Regardless, I think market forces will negate any real effect of downgrade.  Example...  downgrade causes yields to spike and 10yr treasury is at, for hsits and giggles, 6%.  Do you know how much money will pour into treasuries?  You might even get the reverses effect.  Many pension and institutional funds have been getting killed because of the lack of yield on treasuries (especially plans with a lower duration), a spike in yield might cause a sigh of relief...
 
One downgrade could be a non-event. Two or three begins the Butterfly Effect. Although the UST is a large, almost unconquerable market, get a few bond vigilantes out there as they have in the Eurozone and who knows where this will go. Bill Gross says he's out of Treasuries what, about two months ago, and we did see mortgage rates suffer some.  Japan has said it's not going to impact their buying decisions. China is saying the opposite (but what they're doing is another story...) so to repeat - who knows what will happen Monday.  It doesn't appear to be as big of a deal as first thought since the markets are closed and the weekend is going to give fund managers and sovereigns enough time to guess what to do next.

** Check that... Looks like everyone over in Europe is running around with their hair on fire what with their own bailout problems of Italy. That may be a pretty big diversion to the US downgrade. If things go awry overseas, money will flow to UST's even if they're rated AA+ ***

Interesting times we live in.

My .02c
 
I'll be working this whole weekend. Pretty shitty thing to find out at 7pm on a Friday night as you are walking out the door.

S&P = Un-American
 
"Bill Gross says he's out of Treasuries what, about two months ago, and we did see mortgage rates suffer some. "

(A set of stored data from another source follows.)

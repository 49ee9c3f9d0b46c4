// Copyright (c) 2025 Felix Kahle.
//
// Permission is hereby granted, free of charge, to any person obtaining
// a copy of this software and associated documentation files (the
// "Software"), to deal in the Software without restriction, including
// without limitation the rights to use, copy, modify, merge, publish,
// distribute, sublicense, and/or sell copies of the Software, and to
// permit persons to whom the Software is furnished to do so, subject to
// the following conditions:
//
// The above copyright notice and this permission notice shall be
// included in all copies or substantial portions of the Software.
//
// THE SOFTWARE IS PROVIDED "AS IS", WITHOUT WARRANTY OF ANY KIND,
// EXPRESS OR IMPLIED, INCLUDING BUT NOT LIMITED TO THE WARRANTIES OF
// MERCHANTABILITY, FITNESS FOR A PARTICULAR PURPOSE AND
// NONINFRINGEMENT. IN NO EVENT SHALL THE AUTHORS OR COPYRIGHT HOLDERS BE
// LIABLE FOR ANY CLAIM, DAMAGES OR OTHER LIABILITY, WHETHER IN AN ACTION
// OF CONTRACT, TORT OR OTHERWISE, ARISING FROM, OUT OF OR IN CONNECTION
// WITH THE SOFTWARE OR THE USE OR OTHER DEALINGS IN THE SOFTWARE.

//! Accumulated diagnostics.
//!
//! Non-fatal problems — skipped shot rows, auto-repaired depth gauges,
//! renamed duplicate stations, residual misclosures — are collected into a
//! [`Diagnostics`] buffer that travels alongside results. The core never
//! terminates the process; hosts inspect the buffer and decide.

/// How serious a diagnostic is.
#[derive(Clone, Copy, Debug, PartialEq, Eq)]
pub enum Severity {
    /// Data was repaired, renamed, or dropped; processing continued.
    Warning,
    /// A record was rejected; surrounding records proceeded.
    Error,
    /// Purely informational (e.g. a residual above the report threshold).
    Info,
}

/// The taxonomy of diagnostic kinds.
#[derive(Clone, Copy, Debug, PartialEq, Eq)]
pub enum DiagnosticKind {
    /// Malformed project-file record.
    ProjectParse,
    /// Unmatched folder brackets in the project file.
    ProjectStructure,
    /// Missing or malformed survey header field.
    SurveyHeader,
    /// Malformed shot row.
    SurveyRow,
    /// Out-of-range depth gauge or unit conversion failure.
    GeomDomain,
    /// Station name collision resolved by renaming.
    NetworkDuplicate,
    /// Station unreachable from any anchor.
    NetworkDisconnected,
    /// Misclosure still above threshold after clamped adjustment.
    SolverResidual,
}

impl DiagnosticKind {
    /// Stable dotted name of the kind.
    pub fn as_str(&self) -> &'static str {
        match self {
            DiagnosticKind::ProjectParse => "project.parse",
            DiagnosticKind::ProjectStructure => "project.structure",
            DiagnosticKind::SurveyHeader => "survey.header",
            DiagnosticKind::SurveyRow => "survey.row",
            DiagnosticKind::GeomDomain => "geom.domain",
            DiagnosticKind::NetworkDuplicate => "network.duplicate",
            DiagnosticKind::NetworkDisconnected => "network.disconnected",
            DiagnosticKind::SolverResidual => "solver.residual",
        }
    }
}

impl std::fmt::Display for DiagnosticKind {
    fn fmt(&self, f: &mut std::fmt::Formatter<'_>) -> std::fmt::Result {
        f.write_str(self.as_str())
    }
}

/// Where in the input a diagnostic originated.
#[derive(Clone, Debug, Default, PartialEq, Eq)]
pub struct SourceLocation {
    /// Source identifier (usually the file name).
    pub source: String,
    /// Zero-based line number.
    pub line: usize,
    /// Zero-based column (byte offset within the line).
    pub column: usize,
    /// The offending text, when available.
    pub text: String,
}

impl SourceLocation {
    /// Creates a location at the start of a line.
    pub fn new(source: impl Into<String>, line: usize) -> Self {
        Self {
            source: source.into(),
            line,
            column: 0,
            text: String::new(),
        }
    }

    /// Pins the column within the line.
    pub fn with_column(mut self, column: usize) -> Self {
        self.column = column;
        self
    }

    /// Attaches the offending text.
    pub fn with_text(mut self, text: impl Into<String>) -> Self {
        self.text = text.into();
        self
    }
}

impl std::fmt::Display for SourceLocation {
    fn fmt(&self, f: &mut std::fmt::Formatter<'_>) -> std::fmt::Result {
        write!(f, "{}:{}:{}", self.source, self.line, self.column)?;
        if !self.text.is_empty() {
            write!(f, " ({:?})", self.text)?;
        }
        Ok(())
    }
}

/// A single accumulated diagnostic.
#[derive(Clone, Debug, PartialEq)]
pub struct Diagnostic {
    pub severity: Severity,
    pub kind: DiagnosticKind,
    pub message: String,
    pub location: Option<SourceLocation>,
}

impl std::fmt::Display for Diagnostic {
    fn fmt(&self, f: &mut std::fmt::Formatter<'_>) -> std::fmt::Result {
        write!(f, "[{}] {}", self.kind, self.message)?;
        if let Some(loc) = &self.location {
            write!(f, " at {}", loc)?;
        }
        Ok(())
    }
}

/// An append-only buffer of diagnostics.
#[derive(Clone, Debug, Default)]
pub struct Diagnostics {
    entries: Vec<Diagnostic>,
}

impl Diagnostics {
    /// Creates an empty buffer.
    pub fn new() -> Self {
        Self::default()
    }

    /// Appends a diagnostic.
    pub fn push(&mut self, diagnostic: Diagnostic) {
        self.entries.push(diagnostic);
    }

    /// Appends a warning with an optional location.
    pub fn warning(
        &mut self,
        kind: DiagnosticKind,
        message: impl Into<String>,
        location: Option<SourceLocation>,
    ) {
        self.entries.push(Diagnostic {
            severity: Severity::Warning,
            kind,
            message: message.into(),
            location,
        });
    }

    /// Appends an error with an optional location.
    pub fn error(
        &mut self,
        kind: DiagnosticKind,
        message: impl Into<String>,
        location: Option<SourceLocation>,
    ) {
        self.entries.push(Diagnostic {
            severity: Severity::Error,
            kind,
            message: message.into(),
            location,
        });
    }

    /// Appends an informational entry.
    pub fn info(&mut self, kind: DiagnosticKind, message: impl Into<String>) {
        self.entries.push(Diagnostic {
            severity: Severity::Info,
            kind,
            message: message.into(),
            location: None,
        });
    }

    /// All entries in insertion order.
    pub fn entries(&self) -> &[Diagnostic] {
        &self.entries
    }

    /// Number of entries.
    pub fn len(&self) -> usize {
        self.entries.len()
    }

    /// True if no diagnostics were recorded.
    pub fn is_empty(&self) -> bool {
        self.entries.is_empty()
    }

    /// True if any entry has [`Severity::Error`].
    pub fn has_errors(&self) -> bool {
        self.entries.iter().any(|d| d.severity == Severity::Error)
    }

    /// Entries of a given kind, in insertion order.
    pub fn of_kind(&self, kind: DiagnosticKind) -> impl Iterator<Item = &Diagnostic> {
        self.entries.iter().filter(move |d| d.kind == kind)
    }
}

#[cfg(test)]
mod tests {
    use super::*;

    #[test]
    fn test_push_and_query() {
        let mut diag = Diagnostics::new();
        assert!(diag.is_empty());

        diag.warning(DiagnosticKind::GeomDomain, "clamped depth", None);
        diag.error(
            DiagnosticKind::SurveyRow,
            "bad token",
            Some(SourceLocation::new("cave.dat", 12).with_column(7).with_text("abc")),
        );

        assert_eq!(diag.len(), 2);
        assert!(diag.has_errors());
        assert_eq!(diag.of_kind(DiagnosticKind::SurveyRow).count(), 1);
        assert_eq!(diag.of_kind(DiagnosticKind::SolverResidual).count(), 0);
    }

    #[test]
    fn test_display() {
        let d = Diagnostic {
            severity: Severity::Error,
            kind: DiagnosticKind::SurveyRow,
            message: "bad token".into(),
            location: Some(SourceLocation::new("cave.dat", 3).with_column(14).with_text("xy")),
        };
        assert_eq!(
            format!("{}", d),
            "[survey.row] bad token at cave.dat:3:14 (\"xy\")"
        );
    }
}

Gross speak with forked tongue...

http://www.cnbc.com/id/43733676/PIMCO_s_Gross_Raises_US_Treasurys_in_Flagship_Fund

PIMCO's Gross Raises US Treasurys in Flagship Fund

Bill Gross, the manager of the world's largest bond fund, has soured further on the U.S economic outlook and has jacked up buying of U.S. Treasurys in June, according to PIMCO's website on Tuesday.
 
Total Return Fund held 8.0 percent in U.S. Treasurys and Treasury-related securities as of the end

People love to sensationalize.
 
Well, when your best alternatives are France, Germany, Japan or Italy, I guess the U.S isn't that bad if you're an investor.

I'm still stocking up on ammo, water, and potatoes just in case.
 
IndieDev said:
Well, when your best alternatives are France, Germany, Japan or Italy, I guess the U.S isn't that bad if you're an investor.

I'm still stocking up on ammo, water, and potatoes just in case.
The US might be the best of the worst.  ???
 
Yeah... everything I'm reading says they should stay low... but PS9 tracks them pretty well so I'm wondering where he saw them jump.
 
irvinehomeowner said:
Yeah... everything I'm reading says they should stay low... but PS9 tracks them pretty well so I'm wondering where he saw them jump.
His post was on Saturday and interest rates don't move on the weekend.  I'm getting a quote for one of my buyers and will post it up shortly.